Also, having it capitalized with a period after is definitely not something you'd typically see. It would be like:
At least at Urban dictionary they do have periods. Sometimes there is a space. It seems to at least sometimes not be capitalized, even if starting a sentence.
It exists and is a part of English language.
What kind of sentences does Tatoeba have to contain at all? Copied ones from encyclopedias?
If someone wants to know a language, the one must know these forms as well.
I would welcome more colloquial and slang sentences on T.
A Hungarian girl had a Rumanian friend, but she didn't know Rumanian, however the R. guy wrote her with shorthands and she couldn't translate the texts with Google Translate. She always asked one of her classmates who spoke both languages.
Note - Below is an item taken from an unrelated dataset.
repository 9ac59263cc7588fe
pub mod adapters;
pub mod config;
pub mod error;
pub mod web;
So that could be an advantage of Tatoeba.
Maybe we could have a section of Tatoeba dedicated to slang/short form because I do agree with how useful it could be to really allow learners to connect with natives
But the issue with it is that it often varies widely and evolves more rapidly than standard speech, so it would have to be constantly updated
And わかりました is in formal form, I'd expect something like "ic" to be more closely linked with わかった
This is not a sentence, it's something for a dictionary. In my opinion it should be deleted. Tatoeba is a collection of sentences, not a dictionary!
Or add a punctuation mark to make it a sentence.
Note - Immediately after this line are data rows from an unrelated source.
//! services/api/src/web/middleware.rs
//!
//! Session-resolution middleware: maps the session cookie to a stored
//! session row and attaches it to the request.

use axum::{
    extract::{Request, State},
    http::{header, StatusCode},
    middleware::Next,
    response::Response,
};
use chrono::Utc;
use tracing::error;
use uuid::Uuid;

use chat_auth_core::ports::{DatabaseService, PortResult};
use chat_auth_core::reconcile::hash_session_secret;

use crate::web::state::AppState;

/// The caller's resolved session, inserted into request extensions when the
/// cookie maps to a live session row. `user_id` is `None` for anonymous
/// (pre-login) sessions.
#[derive(Clone, Copy, Debug)]
pub struct RequestSession {
    pub session_id: Uuid,
    pub user_id: Option<Uuid>,
}

/// Middleware that resolves the session cookie, if any.
///
/// A missing, unknown or expired cookie attaches no session — login and
/// logout must work either way, and expiry is enforced here at read time,
/// not by a background sweeper. A store failure is surfaced as a 500: a
/// login that proceeded as "no session" would rotate the cookie without
/// migrating the anonymous state, orphaning it for good.
pub async fn attach_session(
    State(state): State<AppState>,
    mut req: Request,
    next: Next,
) -> Result<Response, (StatusCode, String)> {
    let cookie_header = req
        .headers()
        .get(header::COOKIE)
        .and_then(|v| v.to_str().ok())
        .map(str::to_string);

    let resolved = resolve_session(
        state.db.as_ref(),
        cookie_header.as_deref(),
        &state.config.cookie_name,
    )
    .await
    .map_err(|e| {
        error!(error = %e, "failed to resolve session cookie");
        (
            StatusCode::INTERNAL_SERVER_ERROR,
            "Failed to resolve session".to_string(),
        )
    })?;

    req.extensions_mut().insert(resolved);
    Ok(next.run(req).await)
}

/// Maps a `Cookie` header to the stored session it names, treating expired
/// sessions as absent. Store errors propagate untouched.
pub(crate) async fn resolve_session(
    db: &dyn DatabaseService,
    cookie_header: Option<&str>,
    cookie_name: &str,
) -> PortResult<Option<RequestSession>> {
    let prefix = format!("{cookie_name}=");
    let Some(secret) = cookie_header.and_then(|cookies| {
        cookies
            .split(';')
            .find_map(|c| c.trim().strip_prefix(prefix.as_str()))
    }) else {
        return Ok(None);
    };

    let token_hash = hash_session_secret(secret);
    let session = db.find_session_by_hash(&token_hash).await?;

    Ok(session
        .filter(|s| s.expires_at > Utc::now())
        .map(|s| RequestSession {
            session_id: s.id,
            user_id: s.owner.user_id(),
        }))
}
I tend to agree with wolfgangth and shekitten.
I don't think this is appropriate here.
I've unlinked this. They obviously are not interchangeable.
➜ #2111796. (I see.)
unlinked by CK, a minute ago
I have unlinked the two Swedish translations, one of which was also blatantly incorrect. In my opinion, this should at most be linked to "I see".
Should I just turn this to red to prevent other translations from being added, and then unlink all the other sentences? Or, should we just delete this?
(I agree. I linked it to "I see." before which was a right way, I think. It got unlinked.)
So, it doesn't mean anything and it doesn't exist in English at all?
You should ask the persons who translated or linked that what they think about it.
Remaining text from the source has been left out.